This multicentre, retrospective, observational study was conducted at 28 hospitals in the USA between Jan 1, 2016, and Dec 31, 2023. Eligible patients were adults (age ≥18 years old) with microbiologically confirmed multidrug-resistant P aeruginosa pneumonia or bacteraemia treated with ceftolozane–tazobactam or ceftazidime–avibactam for more than 48 h. Patients were matched (1:1) by study site, severity of illness, time to treatment initiation (≤72 h or >72 h), and infection type. The primary outcome was clinical success at day 30, which was defined as survival, resolution of signs and symptoms of infection with the intended treatment course, and the absence of recurrent infection due to P aeruginosa. Secondary outcomes included all-cause mortality and development of resistance to study drug.

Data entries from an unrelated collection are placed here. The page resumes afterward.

/// Scripted session: stand still and shoot at the nearest enemy
#[cfg(not(target_arch = "wasm32"))]
mod headless {
    use std::cell::RefCell;
    use std::rc::Rc;

    use bacon_ops::best_score::{BestScoreTracker, MemoryStore};
    use bacon_ops::consts::{DEFAULT_CANVAS_HEIGHT, DEFAULT_CANVAS_WIDTH};
    use bacon_ops::renderer::NullRenderer;
    use bacon_ops::sim::{GameMode, GameState, InputState};
    use bacon_ops::GameLoop;

    const SEED: u64 = 0xBAC0;
    const FRAME_DT: f32 = 1.0 / 60.0;
    /// One minute of simulated play
    const MAX_FRAMES: u32 = 60 * 60;

    fn aim_at_nearest(state: &GameState) -> InputState {
        let player = state.player.position;
        let target = state
            .enemies
            .iter()
            .map(|e| e.position)
            .min_by(|a, b| a.distance_squared(player).total_cmp(&b.distance_squared(player)));

        match target {
            Some(target) => InputState {
                firing: true,
                ..InputState::aiming_at(target)
            },
            None => InputState::aiming_at(player),
        }
    }

    pub fn run(mode: GameMode) {
        let state = GameState::new(DEFAULT_CANVAS_WIDTH, DEFAULT_CANVAS_HEIGHT, mode, SEED);

        // The provider sees the last published snapshot, like a real host
        let published = Rc::new(RefCell::new(state.clone()));
        let mut tracker = BestScoreTracker::new();
        let mut store = MemoryStore::new(0);
        let submitted = Rc::new(RefCell::new(None));

        let mut session = {
            let published = published.clone();
            let submitted = submitted.clone();
            GameLoop::new(state, NullRenderer, move |state: &GameState| {
                if let Some(score) = tracker.record(state, true, &mut store) {
                    *submitted.borrow_mut() = Some(score);
                }
                *published.borrow_mut() = state.clone();
            })
        };
        {
            let published = published.clone();
            session.set_input_provider(move || aim_at_nearest(&published.borrow()));
        }

        session.start(0.0);
        let mut kills = 0;
        let mut shots = 0;
        for _ in 0..MAX_FRAMES {
            let Some(events) = session.advance(FRAME_DT) else {
                break;
            };
            kills += events.kills;
            shots += usize::from(events.shot_fired);
            if session.state().is_finished() {
                break;
            }
        }
        session.stop();

        let state = session.state();
        log::info!(
            "Finished: status {:?}, score {}, {} shots, {} kills in {:.1}s",
            state.status,
            state.score,
            shots,
            kills,
            session.elapsed()
        );
        if let Some(score) = *submitted.borrow() {
            log::info!("New best score: {}", score);
        }

        match serde_json::to_string_pretty(state) {
            Ok(json) => println!("{}", json),
            Err(e) => log::error!("Failed to serialize final state: {}", e),
        }
    }
}
//! Single simulation step
//!
//! Runs every system once, in a fixed order, when the session is playing.

use super::state::{GameState, GameStatus, InputState};
use super::systems::{
    RoundEvent, check_round_end, resolve_collisions, try_fire_projectile, update_enemies,
    update_player_aiming, update_player_movement, update_projectiles,
};

/// What happened during one tick (for HUD/sound hooks)
#[derive(Debug, Clone, Copy, Default, PartialEq, Eq)]
pub struct TickEvents {
    /// False when the state was not playing and nothing ran
    pub stepped: bool,
    pub shot_fired: bool,
    pub projectiles_expired: usize,
    pub hits: u32,
    pub kills: u32,
    /// Dummies added by a practice respawn
    pub respawned: usize,
    /// New status if the round ended this tick
    pub status_change: Option<GameStatus>,
}

/// Advance the game state by `dt` seconds
///
/// `now` is the session's elapsed-seconds clock, used for the fire-rate
/// gate. Order: movement, aiming, firing, projectiles, enemies,
/// collisions, round end.
pub fn tick(state: &mut GameState, input: &InputState, dt: f32, now: f32) -> TickEvents {
    let mut events = TickEvents::default();
    if state.status != GameStatus::Playing {
        return events;
    }
    events.stepped = true;

    let bounds = state.bounds();

    update_player_movement(&mut state.player, input, dt, bounds);
    update_player_aiming(&mut state.player, input);

    if input.firing {
        events.shot_fired = try_fire_projectile(&mut state.player, now, &mut state.projectiles);
    }

    events.projectiles_expired = update_projectiles(&mut state.projectiles, dt);
    update_enemies(&mut state.enemies, dt, bounds, &mut state.rng_state);

    let report = resolve_collisions(state);
    events.hits = report.hits;
    events.kills = report.kills;

    match check_round_end(state) {
        Some(RoundEvent::RoundComplete) => events.status_change = Some(GameStatus::RoundComplete),
        Some(RoundEvent::GameOver) => events.status_change = Some(GameStatus::GameOver),
        Some(RoundEvent::Respawned(count)) => events.respawned = count,
        None => {}
    }

    events
}
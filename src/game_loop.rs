//! Real-time orchestrator
//!
//! Owns the [`GameState`] for one session. The host calls [`GameLoop::frame`]
//! from its display-refresh callback (or [`GameLoop::advance`] with a
//! synthetic delta in tests); each call steps the simulation if playing,
//! renders, and publishes the state to the host.

use crate::consts::MAX_FRAME_DT;
use crate::input::InputProvider;
use crate::renderer::Renderer;
use crate::sim::{GameState, GameStatus, InputState, TickEvents, tick};

/// Host callback receiving the state after every frame
pub type StateListener = Box<dyn FnMut(&GameState)>;

/// Clamp a frame delta (seconds) into `[0, MAX_FRAME_DT]`
///
/// Stalls such as a backgrounded tab would otherwise make the
/// simulation jump.
pub fn clamp_frame_dt(dt: f32) -> f32 {
    if dt.is_finite() && dt > 0.0 {
        dt.min(MAX_FRAME_DT)
    } else {
        0.0
    }
}

pub struct GameLoop {
    state: GameState,
    renderer: Box<dyn Renderer>,
    on_state_change: StateListener,
    input_provider: Option<InputProvider>,
    running: bool,
    /// Timestamp (ms) of the previous frame
    last_time: f64,
    /// Seconds of simulated play; drives the fire-rate gate
    elapsed: f32,
    frame_count: u64,
}

impl GameLoop {
    pub fn new(
        state: GameState,
        renderer: impl Renderer + 'static,
        on_state_change: impl FnMut(&GameState) + 'static,
    ) -> Self {
        Self {
            state,
            renderer: Box::new(renderer),
            on_state_change: Box::new(on_state_change),
            input_provider: None,
            running: false,
            last_time: 0.0,
            elapsed: 0.0,
            frame_count: 0,
        }
    }

    /// Replace the input source; takes effect on the next tick
    pub fn set_input_provider(&mut self, provider: impl FnMut() -> InputState + 'static) {
        self.input_provider = Some(Box::new(provider));
    }

    /// Begin play at timestamp `now_ms` and run the first frame
    pub fn start(&mut self, now_ms: f64) {
        self.last_time = now_ms;
        self.running = true;
        self.state.status = GameStatus::Playing;
        log::info!(
            "Session started ({} mode, {} enemies)",
            self.state.mode.as_str(),
            self.state.enemies.len()
        );
        self.frame(now_ms);
    }

    /// Stop stepping; later frames are ignored. Safe to call repeatedly.
    pub fn stop(&mut self) {
        if self.running {
            self.running = false;
            log::info!("Session stopped after {} frames", self.frame_count);
        }
    }

    pub fn is_running(&self) -> bool {
        self.running
    }

    /// Host-driven pause; only a playing session can pause
    pub fn pause(&mut self) -> bool {
        if self.state.status == GameStatus::Playing {
            self.state.status = GameStatus::Paused;
            log::info!("Paused");
            true
        } else {
            false
        }
    }

    pub fn resume(&mut self) -> bool {
        if self.state.status == GameStatus::Paused {
            self.state.status = GameStatus::Playing;
            log::info!("Resumed");
            true
        } else {
            false
        }
    }

    /// Display-refresh callback with a monotonic timestamp in milliseconds
    ///
    /// Returns `None` once stopped (the host should not schedule another
    /// frame).
    pub fn frame(&mut self, now_ms: f64) -> Option<TickEvents> {
        if !self.running {
            return None;
        }
        let dt = ((now_ms - self.last_time) / 1000.0) as f32;
        self.last_time = now_ms;
        Some(self.run_frame(clamp_frame_dt(dt)))
    }

    /// Run one frame with an explicit delta (seconds), no clock involved
    pub fn advance(&mut self, dt: f32) -> Option<TickEvents> {
        if !self.running {
            return None;
        }
        Some(self.run_frame(clamp_frame_dt(dt)))
    }

    fn run_frame(&mut self, dt: f32) -> TickEvents {
        self.frame_count += 1;
        let events = self.update(dt);
        self.renderer.render(&self.state);
        (self.on_state_change)(&self.state);
        events
    }

    fn update(&mut self, dt: f32) -> TickEvents {
        if self.state.status != GameStatus::Playing {
            return TickEvents::default();
        }
        let Some(provider) = self.input_provider.as_mut() else {
            return TickEvents::default();
        };

        let input = provider();
        self.elapsed += dt;
        tick(&mut self.state, &input, dt, self.elapsed)
    }

    pub fn state(&self) -> &GameState {
        &self.state
    }

    /// Seconds of simulated play so far
    pub fn elapsed(&self) -> f32 {
        self.elapsed
    }

    pub fn frame_count(&self) -> u64 {
        self.frame_count
    }

    /// Hand back the final state, ending the session
    pub fn into_state(mut self) -> GameState {
        self.stop();
        self.state
    }
}
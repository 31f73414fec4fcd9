//! Input adapters
//!
//! Both adapters are plain state machines fed by the host's event
//! listeners; each produces the common [`InputState`] the loop pulls
//! once per tick.

pub mod desktop;
pub mod touch;

pub use desktop::{CanvasRect, KeyboardMouse};
pub use touch::VirtualJoystick;

use crate::sim::InputState;

/// Zero-argument source of the current input, called once per tick
pub type InputProvider = Box<dyn FnMut() -> InputState>;

/// Narrowest viewport (CSS px) that still gets keyboard/mouse controls
pub const MOBILE_BREAKPOINT_PX: f64 = 768.0;

/// Whether a viewport should get touch controls
pub fn prefers_touch(viewport_width: f64, has_touch: bool) -> bool {
    viewport_width < MOBILE_BREAKPOINT_PX || has_touch
}

#[cfg(test)]
mod tests {
    use super::*;

    #[test]
    fn test_prefers_touch() {
        assert!(prefers_touch(500.0, false));
        assert!(prefers_touch(1920.0, true));
        assert!(!prefers_touch(1920.0, false));
    }
}
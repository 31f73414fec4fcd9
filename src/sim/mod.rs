//! Simulation core
//!
//! All gameplay logic lives here. Rules for this module:
//! - Stepped only through [`tick`] with an explicit `dt` and clock
//! - Seeded RNG only
//! - Stable iteration order for enemies and projectiles
//! - No rendering or platform dependencies

pub mod ai;
pub mod collision;
pub mod state;
pub mod systems;
pub mod tick;

pub use ai::{AiContext, AiStrategy, strategy_for};
pub use collision::{circles_overlap, clamp_to_bounds, entities_collide, reflect_in_bounds};
pub use state::{
    Enemy, EnemyKind, Entity, GameMode, GameState, GameStatus, InputState, Player, Projectile,
    RngState, Vector2, spawn_ring,
};
pub use systems::{CollisionReport, RoundEvent};
pub use tick::{TickEvents, tick};
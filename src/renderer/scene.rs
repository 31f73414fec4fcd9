//! Draw list for one frame
//!
//! Back to front: aim line, player, enemies (with health bars),
//! projectiles. Coordinates are canvas pixels, origin top-left.

use glam::Vec2;

use super::shapes;
use super::vertex::{Vertex, colors};
use crate::settings::Settings;
use crate::sim::{Enemy, GameState, Player};

const CIRCLE_SEGMENTS: u32 = 32;
const PROJECTILE_SEGMENTS: u32 = 12;
const OUTLINE_WIDTH: f32 = 3.0;
const BARREL_WIDTH: f32 = 8.0;
/// How far the barrel sticks out past the player's edge
const BARREL_REACH: f32 = 15.0;
const HEALTH_BAR_HEIGHT: f32 = 4.0;
/// Gap between an enemy's top edge and its health bar
const HEALTH_BAR_OFFSET: f32 = 10.0;

/// Optional layers
#[derive(Debug, Clone, Copy, PartialEq)]
pub struct SceneOptions {
    pub health_bars: bool,
    /// Aim target to draw a guide line to, if any
    pub aim_line_to: Option<Vec2>,
}

impl Default for SceneOptions {
    fn default() -> Self {
        Self {
            health_bars: true,
            aim_line_to: None,
        }
    }
}

impl SceneOptions {
    pub fn from_settings(settings: &Settings) -> Self {
        Self {
            health_bars: settings.show_health_bars,
            aim_line_to: None,
        }
    }
}

/// Build the full triangle list for `state`
pub fn build_scene(state: &GameState, options: &SceneOptions) -> Vec<Vertex> {
    let mut vertices = Vec::new();

    if let Some(target) = options.aim_line_to {
        vertices.extend(shapes::line(state.player.position, target, 1.0, colors::AIM_LINE));
    }

    push_player(&mut vertices, &state.player);

    for enemy in &state.enemies {
        push_enemy(&mut vertices, enemy, options.health_bars);
    }

    for proj in &state.projectiles {
        vertices.extend(shapes::circle(
            proj.position,
            proj.radius,
            colors::PROJECTILE,
            PROJECTILE_SEGMENTS,
        ));
    }

    vertices
}

fn push_player(vertices: &mut Vec<Vertex>, player: &Player) {
    vertices.extend(shapes::circle(player.position, player.radius, colors::PLAYER, CIRCLE_SEGMENTS));
    vertices.extend(shapes::ring(
        player.position,
        player.radius,
        OUTLINE_WIDTH,
        colors::PLAYER_OUTLINE,
        CIRCLE_SEGMENTS,
    ));
    vertices.extend(shapes::bar(
        player.position,
        player.aim_angle,
        player.radius + BARREL_REACH,
        BARREL_WIDTH,
        colors::BARREL,
    ));
}

fn push_enemy(vertices: &mut Vec<Vertex>, enemy: &Enemy, health_bar: bool) {
    vertices.extend(shapes::circle(enemy.position, enemy.radius, colors::ENEMY, CIRCLE_SEGMENTS));
    vertices.extend(shapes::ring(
        enemy.position,
        enemy.radius,
        OUTLINE_WIDTH,
        colors::ENEMY_OUTLINE,
        CIRCLE_SEGMENTS,
    ));

    if health_bar {
        let width = enemy.radius * 2.0;
        let top_left = enemy.position - Vec2::new(width / 2.0, enemy.radius + HEALTH_BAR_OFFSET);
        vertices.extend(shapes::rect(top_left, Vec2::new(width, HEALTH_BAR_HEIGHT), colors::HEALTH_BACK));
        vertices.extend(shapes::rect(
            top_left,
            Vec2::new(width * enemy.health_fraction(), HEALTH_BAR_HEIGHT),
            colors::HEALTH_FILL,
        ));
    }
}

420 eligible patients were included (210 in each treatment group), of whom 350 (83%) had pneumonia and 70 (17%) had bacteraemia. Baseline demographics, comorbidities, and severity of illness indicators were similar between groups. On treatment initiation, 336 (80%) patients were in the intensive care unit, 296 (70%) were receiving mechanical ventilation, and 168 (40%) required vasopressor support. Clinical success was observed in 128 (61%) of 210 patients treated with ceftolozane–tazobactam and 109 (52%) of 210 patients treated with ceftazidime–avibactam. By conditional logistic regression analysis, the adjusted odds ratio (aOR) of success after treatment with ceftolozane–tazobactam compared with ceftazidime–avibactam was 2·07 (95% CI 1·16–3·70). For patients with pneumonia, clinical success was observed in 110 (63%) of 175 patients in the ceftolozane–tazobactam group and 89 (51%) of 175 patients in the ceftazidime–avibactam group (aOR 2·34 [95% CI 1·22–4·47]). Among patients with bacteraemia, rates of clinical success were 51% (18 of 35 patients) for patients treated with ceftolozane–tazobactam and 57% (20 of 35 patients) for those treated with ceftazidime–avibactam (0·76 [0·23–2·57]). There were no significant differences between groups in 30-day or 90-day mortality. Among patients whose baseline isolates were tested for susceptibility, resistance developed in 22% (38 of 173) of patients treated with ceftolozane–tazobactam and 23% (40 of 177) of patients treated with ceftazidime–avibactam.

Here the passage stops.